First thing to know is that natural reefs always test "zero" for nutrients with hobby test kits. Yet, they have very high growth rates; acro's can grow two feet in one year. But yes, many hobbyists do see less growth with zero nutrients. Why is this, and what is different with tanks compared to natural reefs?

One answer is food particles. The enormous amount of visible food particles (and invisible dissolved particles) in natural reefs is so high that at night some divers can't see their own hands. And the enormous level of photosynthesis on reefs consumes most of the resulting nutrients. But hobbyists can't have this level of food particles because of nutrient build up, so they reduce feeding, to as little as 1/1000 of natural reef levels. Thus, corals starve.

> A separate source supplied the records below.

//! Data models and structures
//!
//! Defines the core data structures for generation requests, results,
//! contact information, and runtime configuration.

use std::fmt;

use serde::{Deserialize, Serialize};

use crate::ai::retry::{DEFAULT_INITIAL_DELAY_MS, DEFAULT_MAX_ATTEMPTS};

/// Default text generation model.
pub const DEFAULT_TEXT_MODEL: &str = "gemini-2.5-flash-preview-05-20";

/// Default image generation model.
pub const DEFAULT_IMAGE_MODEL: &str = "imagen-3.0-generate-002";

const PNG_DATA_URI_PREFIX: &str = "data:image/png;base64,";

/// The kind of content a generation request asks for.
#[derive(Debug, Clone, Copy, PartialEq, Eq, Default)]
pub enum ContentType {
    General,
    BlogPost,
    Email,
    #[default]
    SocialMediaPost,
    ProductDescription,
    Article,
}

impl ContentType {
    pub const ALL: [ContentType; 6] = [
        ContentType::General,
        ContentType::BlogPost,
        ContentType::Email,
        ContentType::SocialMediaPost,
        ContentType::ProductDescription,
        ContentType::Article,
    ];
}

impl fmt::Display for ContentType {
    fn fmt(&self, f: &mut fmt::Formatter<'_>) -> fmt::Result {
        let label = match self {
            ContentType::General => "General",
            ContentType::BlogPost => "Blog Post",
            ContentType::Email => "Email",
            ContentType::SocialMediaPost => "Social Media Post",
            ContentType::ProductDescription => "Product Description",
            ContentType::Article => "Article",
        };
        f.write_str(label)
    }
}

/// How long the generated content should be.
#[derive(Debug, Clone, Copy, PartialEq, Eq, Default)]
pub enum LengthTier {
    Short,
    #[default]
    Medium,
    Long,
}

impl LengthTier {
    pub const ALL: [LengthTier; 3] = [LengthTier::Short, LengthTier::Medium, LengthTier::Long];
}

impl fmt::Display for LengthTier {
    fn fmt(&self, f: &mut fmt::Formatter<'_>) -> fmt::Result {
        let label = match self {
            LengthTier::Short => "Short",
            LengthTier::Medium => "Medium",
            LengthTier::Long => "Long",
        };
        f.write_str(label)
    }
}

/// Contact details woven into generated content when present.
#[derive(Debug, Clone, Default, PartialEq, Eq, Serialize, Deserialize)]
pub struct ContactInfo {
    #[serde(default)]
    pub phone: String,
    #[serde(default)]
    pub email: String,
    #[serde(default)]
    pub address: String,
}

impl ContactInfo {
    /// Whether at least one contact field has been filled in.
    pub fn has_any(&self) -> bool {
        !self.phone.is_empty() || !self.email.is_empty() || !self.address.is_empty()
    }
}

/// A validated request for text generation.
///
/// The topic is trimmed on construction and guaranteed non-empty.
#[derive(Debug, Clone)]
pub struct GenerationRequest {
    topic: String,
    content_type: ContentType,
    length: LengthTier,
    contact: ContactInfo,
}

impl GenerationRequest {
    pub fn new(
        topic: &str,
        content_type: ContentType,
        length: LengthTier,
        contact: ContactInfo,
    ) -> crate::Result<Self> {
        let topic = topic.trim();
        if topic.is_empty() {
            return Err(crate::Error::Validation(
                "Topic must not be empty".to_string(),
            ));
        }

        Ok(Self {
            topic: topic.to_string(),
            content_type,
            length,
            contact,
        })
    }

    pub fn topic(&self) -> &str {
        &self.topic
    }

    pub fn content_type(&self) -> ContentType {
        self.content_type
    }

    pub fn length(&self) -> LengthTier {
        self.length
    }

    pub fn contact(&self) -> &ContactInfo {
        &self.contact
    }
}

/// A validated request to refine previously generated content.
#[derive(Debug, Clone)]
pub struct RefinementRequest {
    instruction: String,
    content: String,
}

impl RefinementRequest {
    pub fn new(instruction: &str, content: &str) -> crate::Result<Self> {
        let instruction = instruction.trim();
        if instruction.is_empty() {
            return Err(crate::Error::Validation(
                "Refinement instruction must not be empty".to_string(),
            ));
        }
        if content.trim().is_empty() {
            return Err(crate::Error::Validation(
                "No content available to refine".to_string(),
            ));
        }

        Ok(Self {
            instruction: instruction.to_string(),
            content: content.to_string(),
        })
    }

    pub fn instruction(&self) -> &str {
        &self.instruction
    }

    pub fn content(&self) -> &str {
        &self.content
    }
}

/// A generated image, either real bytes or a stand-in when the
/// provider returned nothing usable.
#[derive(Debug, Clone, PartialEq, Eq)]
pub enum ImagePayload {
    /// A `data:image/png;base64,` URI ready for display.
    DataUri(String),
    /// The provider produced no image data.
    Placeholder,
}

impl ImagePayload {
    /// Wraps raw base64 PNG data in a displayable data URI.
    pub fn from_base64_png(data: &str) -> Self {
        ImagePayload::DataUri(format!("{}{}", PNG_DATA_URI_PREFIX, data))
    }

    pub fn is_placeholder(&self) -> bool {
        matches!(self, ImagePayload::Placeholder)
    }

    pub fn as_data_uri(&self) -> Option<&str> {
        match self {
            ImagePayload::DataUri(uri) => Some(uri),
            ImagePayload::Placeholder => None,
        }
    }

    /// The raw base64 data without the data URI prefix.
    pub fn base64_data(&self) -> Option<&str> {
        self.as_data_uri()
            .map(|uri| uri.strip_prefix(PNG_DATA_URI_PREFIX).unwrap_or(uri))
    }
}

/// The outcome of a completed generation attempt.
#[derive(Debug, Clone, PartialEq, Eq)]
pub enum GenerationResult {
    Text(String),
    Image(ImagePayload),
    Failed(String),
}

impl GenerationResult {
    pub fn as_text(&self) -> Option<&str> {
        match self {
            GenerationResult::Text(text) => Some(text),
            _ => None,
        }
    }

    pub fn as_image(&self) -> Option<&ImagePayload> {
        match self {
            GenerationResult::Image(payload) => Some(payload),
            _ => None,
        }
    }
}

/// What the session is currently doing.
///
/// At most one generation runs at a time; new work is only accepted
/// while idle.
#[derive(Debug, Clone, Copy, PartialEq, Eq, Default)]
pub enum InteractionState {
    #[default]
    Idle,
    GeneratingText,
    GeneratingImage,
    Refining,
}

impl InteractionState {
    pub fn is_idle(&self) -> bool {
        matches!(self, InteractionState::Idle)
    }
}

/// Runtime configuration, loaded from the environment.
#[derive(Debug, Clone)]
pub struct Config {
    pub gemini_api_key: String,
    pub text_model: String,
    pub image_model: String,
    pub retry_max_attempts: u32,
    pub retry_initial_delay_ms: u64,
}

impl Config {
    /// Loads configuration from environment variables, reading a
    /// `.env` file first if one exists.
    ///
    /// `GEMINI_API_KEY` is required; everything else has a default.
    pub fn from_env() -> crate::Result<Self> {
        dotenvy::dotenv().ok();

        let gemini_api_key = std::env::var("GEMINI_API_KEY")
            .map_err(|_| crate::Error::Config("GEMINI_API_KEY not set".to_string()))?;

        Ok(Self {
            gemini_api_key,
            text_model: std::env::var("CONTENTPRO_TEXT_MODEL")
                .unwrap_or_else(|_| DEFAULT_TEXT_MODEL.to_string()),
            image_model: std::env::var("CONTENTPRO_IMAGE_MODEL")
                .unwrap_or_else(|_| DEFAULT_IMAGE_MODEL.to_string()),
            retry_max_attempts: parse_env_var(
                "CONTENTPRO_RETRY_MAX_ATTEMPTS",
                DEFAULT_MAX_ATTEMPTS,
            )?,
            retry_initial_delay_ms: parse_env_var(
                "CONTENTPRO_RETRY_INITIAL_DELAY_MS",
                DEFAULT_INITIAL_DELAY_MS,
            )?,
        })
    }
}

fn parse_env_var<T: std::str::FromStr>(name: &str, default: T) -> crate::Result<T> {
    match std::env::var(name) {
        Ok(value) => value
            .parse()
            .map_err(|_| crate::Error::Config(format!("Invalid value for {}: {}", name, value))),
        Err(_) => Ok(default),
    }
}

So one bandaid to help with this is to keep tank nutrients above "zero". This feeds bacteria around the corals, and the bacteria then become coral food. Softies take it in directly, by inflating with water, and polyps eat the microbes and pods that eat the bacteria.

This works but is self-limiting, because in most cases higher levels of phosphate is going to slow the coral growth, and also because bacteria are hard for polyps to grab. So the trick is to keep food particle levels up high, and keep nutrients down low, at the same time. In other words, try to duplicate natural reefs.